Select Committee on Innovation, Universities, Science and Skills Written Evidence

Memorandum 2

Submission from the Federation of Small Businesses (FSB)


  The Federation of Small Businesses (FSB) welcomes the opportunity to respond to the above named inquiry.

  The FSB is the UK's leading non-party political lobbying group of UK small businesses, existing to promote and protect the interests of all who own and manage their own businesses. With over 215,000 members, the FSB is also the largest organisation representing small and medium sized businesses in the UK.

  According to Labour Force Surveys, 69% of all apprenticeships take place in small businesses. An inherent problem for businesses with fewer than 10 employees remains the cost to the business of training an apprentice.

Does the bill meet the Government's policy objectives to set up a system of "world class" apprenticeships in the most effective way within a reasonable time frame? Will the bill lead to a renaissance in apprenticeships?

  The FSB feels that the Minimum Wage increase for Apprentices from £80 to £95 at the Trades Union Congress Conference was a good first step; however, a true renaissance will only occur if an Apprentice can achieve parity with their other working counterparts. The development rate minimum wage for 16-18 year olds is still higher at £110 for a 35 hour working week. The FSB believes that this Apprenticeship Bill should provide the platform for equality so that there is value in taking and completing an apprenticeship. The FSB advocates a section in the Bill for an Apprenticeship rate to be set which is on a par with the Minimum Wage Development rate.

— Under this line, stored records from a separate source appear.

impl SessionManager {
    /// Builds a manager over `store` using an already resolved crypto engine.
    pub fn new(store: Arc<dyn KeyValueStore>, crypto: CryptoEngine, settings: SessionSettings) -> Self {
        let repo = SessionRepository::new(store.clone(), crypto.clone());
        Self {
            limiter: SessionLimiter::new(repo.clone(), settings.max_sessions_per_user),
            vault: PerUserVault::new(store.clone(), crypto),
            current: CurrentSessionPointer::default_context(store.clone()),
            repo,
            store,
            clock: Arc::new(SystemClock),
            locks: UserLocks::new(),
            settings,
        }
    }

    /// Resolves the data key from `source`, then builds the manager.
    pub async fn open(
        store: Arc<dyn KeyValueStore>,
        source: KeySource,
        settings: SessionSettings,
    ) -> Result<Self> {
        let crypto = CryptoEngine::from_source(store.as_ref(), source).await?;
        Ok(Self::new(store, crypto, settings))
    }

    /// Replaces the clock used for every expiry decision.
    pub fn with_clock(mut self, clock: Arc<dyn Clock>) -> Self {
        self.clock = clock;
        self
    }

    pub fn settings(&self) -> &SessionSettings {
        &self.settings
    }

    /// Direct access to the record repository.
    pub fn repository(&self) -> &SessionRepository {
        &self.repo
    }

    /// Direct access to the per-user vault.
    pub fn vault(&self) -> &PerUserVault {
        &self.vault
    }

    /// A vault handle scoped to the owner of `session`.
    ///
    /// Writes through the handle are refused once `session` is no longer live.
    pub fn vault_for(&self, session: &Session) -> SessionVault<'_> {
        SessionVault {
            manager: self,
            session_id: session.session_id.clone(),
            user_id: session.user_id.clone(),
        }
    }

    /// Creates a session for a verified identity and returns its token.
    ///
    /// The user's oldest sessions are evicted first if the new one would exceed the
    /// per-user cap.
    pub async fn create_session(&self, identity: &Identity, meta: SessionMeta) -> Result<String> {
        validate_identity(identity)?;

        let now = self.clock.now();
        let timeout = if meta.remember_me {
            self.settings.extended_timeout
        } else {
            self.settings.default_timeout
        };
        let (ip_address, user_agent) = sanitize_meta(&meta);

        let session = Session {
            session_id: token::generate_session_id(now),
            user_id: identity.id.clone(),
            email: identity.email.clone(),
            display_name: identity.name.clone(),
            created_at: now,
            last_activity: now,
            expires_at: now + timeout,
            ip_address,
            user_agent,
            is_active: true,
        };

        let _guard = self.locks.lock(&session.user_id).await;
        let evicted = self.limiter.enforce(&session.user_id, now).await?;
        self.repo.save(&session).await?;

        tracing::info!(
            "✅ Session {} created for user {} (remember_me={}, evicted={})",
            token::log_prefix(&session.session_id),
            session.user_id,
            meta.remember_me,
            evicted.len()
        );

        Ok(session.session_id)
    }

    /// Validates `session_id`, refreshing its activity timestamp.
    ///
    /// Every authorization failure is `Ok(None)`; only storage failures are errors.
    pub async fn validate_session(&self, session_id: &str) -> Result<Option<Session>> {
        match self.check_session(session_id).await? {
            Ok(session) => Ok(Some(session)),
            Err(rejection) => {
                tracing::debug!(
                    "Session {} rejected: {}",
                    token::log_prefix(session_id),
                    rejection
                );
                Ok(None)
            }
        }
    }

    /// Like [`validate_session`](Self::validate_session) but reports why a session was
    /// rejected. Expired, inactive and unreadable records are deleted on the way.
    pub async fn check_session(
        &self,
        session_id: &str,
    ) -> Result<std::result::Result<Session, SessionRejection>> {
        self.touch(session_id, true).await
    }

    /// Refreshes the activity timestamp of a live session. Returns whether it was live.
    ///
    /// Unlike validation this never deletes anything; dead records are left for
    /// validation or the sweeper.
    pub async fn update_activity(&self, session_id: &str) -> Result<bool> {
        Ok(self.touch(session_id, false).await?.is_ok())
    }

    async fn touch(
        &self,
        session_id: &str,
        purge: bool,
    ) -> Result<std::result::Result<Session, SessionRejection>> {
        if !token::is_well_formed(session_id) {
            return Ok(Err(SessionRejection::Malformed));
        }

        let user_id = match self.repo.find(session_id).await? {
            Lookup::Found(session) => session.user_id,
            Lookup::Missing => return Ok(Err(SessionRejection::NotFound)),
            Lookup::Unreadable(reason) => {
                tracing::warn!(
                    "⚠️  Session {} unreadable ({}), {}",
                    token::log_prefix(session_id),
                    reason,
                    if purge { "purging" } else { "ignoring" }
                );
                if purge {
                    self.repo.delete(session_id).await?;
                }
                return Ok(Err(SessionRejection::CorruptOrTampered));
            }
        };

        // Re-read under the lock: a concurrent destroy must not be undone by our write.
        let _guard = self.locks.lock(&user_id).await;
        let mut session = match self.repo.find(session_id).await? {
            Lookup::Found(session) => session,
            Lookup::Missing => return Ok(Err(SessionRejection::NotFound)),
            Lookup::Unreadable(_) => {
                if purge {
                    self.repo.delete(session_id).await?;
                }
                return Ok(Err(SessionRejection::CorruptOrTampered));
            }
        };

        let now = self.clock.now();
        let rejection = if !session.is_active {
            Some(SessionRejection::Inactive)
        } else if session.is_expired_at(now) {
            Some(SessionRejection::Expired)
        } else {
            None
        };

        if let Some(rejection) = rejection {
            if purge {
                self.repo.delete(session_id).await?;
                tracing::info!(
                    "🧹 Session {} of user {} removed: {}",
                    token::log_prefix(session_id),
                    session.user_id,
                    rejection
                );
            }
            return Ok(Err(rejection));
        }

        if now > session.last_activity {
            session.last_activity = now;
        }
        self.repo.save(&session).await?;
        Ok(Ok(session))
    }

    /// Deletes one session. The owner's vault is untouched. Idempotent.
    pub async fn destroy_session(&self, session_id: &str) -> Result<bool> {
        if !token::is_well_formed(session_id) {
            return Ok(false);
        }

        let user_id = match self.repo.find(session_id).await? {
            Lookup::Found(session) => session.user_id,
            Lookup::Missing => return Ok(false),
            Lookup::Unreadable(_) => return self.repo.delete(session_id).await,
        };

        let _guard = self.locks.lock(&user_id).await;
        let removed = match self.repo.find(session_id).await? {
            Lookup::Found(session) => self.repo.retire(session).await?,
            Lookup::Missing => false,
            Lookup::Unreadable(_) => self.repo.delete(session_id).await?,
        };

        if removed {
            tracing::info!("👋 Session {} destroyed", token::log_prefix(session_id));
        }
        Ok(removed)
    }

    /// Deletes every session of `user_id` and wipes the user's vault.
    ///
    /// Returns the number of sessions removed.
    pub async fn destroy_user_sessions(&self, user_id: &str) -> Result<usize> {
        let _guard = self.locks.lock(user_id).await;

        let mut removed = 0;
        for session in self.repo.find_by_user(user_id).await? {
            if self.repo.retire(session).await? {
                removed += 1;
            }
        }
        let entries = self.vault.wipe(user_id).await?;

        tracing::info!(
            "👋 All sessions of user {} destroyed: {} sessions, {} vault entries",
            user_id,
            removed,
            entries
        );
        Ok(removed)
    }

    /// Live sessions of `user_id`, most recently active first. Read-only.
    pub async fn list_user_sessions(&self, user_id: &str) -> Result<Vec<Session>> {
        let now = self.clock.now();
        let mut sessions: Vec<Session> = self
            .repo
            .find_by_user(user_id)
            .await?
            .into_iter()
            .filter(|s| s.is_active && !s.is_expired_at(now))
            .collect();
        sessions.sort_by(|a, b| b.last_activity.cmp(&a.last_activity));
        Ok(sessions)
    }

    /// Runs one expiration pass. Returns how many records were deleted.
    ///
    /// Unreadable records are deleted too.
    pub async fn sweep_expired(&self) -> Result<usize> {
        let scan = self.repo.scan().await?;
        let mut removed = 0;

        for session_id in &scan.unreadable {
            if self.repo.delete(session_id).await? {
                removed += 1;
            }
        }

        for session in scan.sessions {
            if !session.is_expired_at(self.clock.now()) {
                continue;
            }

            let _guard = self.locks.lock(&session.user_id).await;
            // Checked again: the record may have been deleted since the scan.
            if let Lookup::Found(current) = self.repo.find(&session.session_id).await? {
                if current.is_expired_at(self.clock.now())
                    && self.repo.delete(&current.session_id).await?
                {
                    removed += 1;
                }
            }
        }

        Ok(removed)
    }

    /// The current-session pointer of a named context.
    pub fn context(&self, name: &str) -> SessionContext<'_> {
        SessionContext {
            manager: self,
            pointer: CurrentSessionPointer::named(self.store.clone(), name),
        }
    }

    fn default_context(&self) -> SessionContext<'_> {
        SessionContext {
            manager: self,
            pointer: self.current.clone(),
        }
    }

    /// The validated session the default context points to.
    pub async fn get_current_session(&self) -> Result<Option<Session>> {
        self.default_context().get_current_session().await
    }

    /// Points the default context at `session_id`.
    pub async fn set_current_session(&self, session_id: &str) -> Result<()> {
        self.default_context().set_current_session(session_id).await
    }

    /// Clears the default context and destroys the session it pointed to.
    pub async fn clear_current_session(&self) -> Result<()> {
        self.default_context().clear_current_session().await
    }

    /// The raw id held by the default context, without validation.
    pub async fn current_session_id(&self) -> Result<Option<String>> {
        self.current.get().await
    }
}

  The wage contribution on offer for taking on an Apprentice is welcome; now the Bill must go one step further and ensure that Apprenticeships are deemed as an equal learning route to working life.

What is the cost?

  The FSB is concerned of the potential administrative burden for the smallest employers wishing to claim the wage subsidy for apprentices. The LSC have confirmed that they have had a significant under spend on the take-up of wage contribution payments to small businesses and this is largely due to a lack of awareness of the policy. There is also the problem of the policy:

    "You can choose to claim either £5 per hour or the actual net hourly rate for employees that are released for direct training with their training provider".[11]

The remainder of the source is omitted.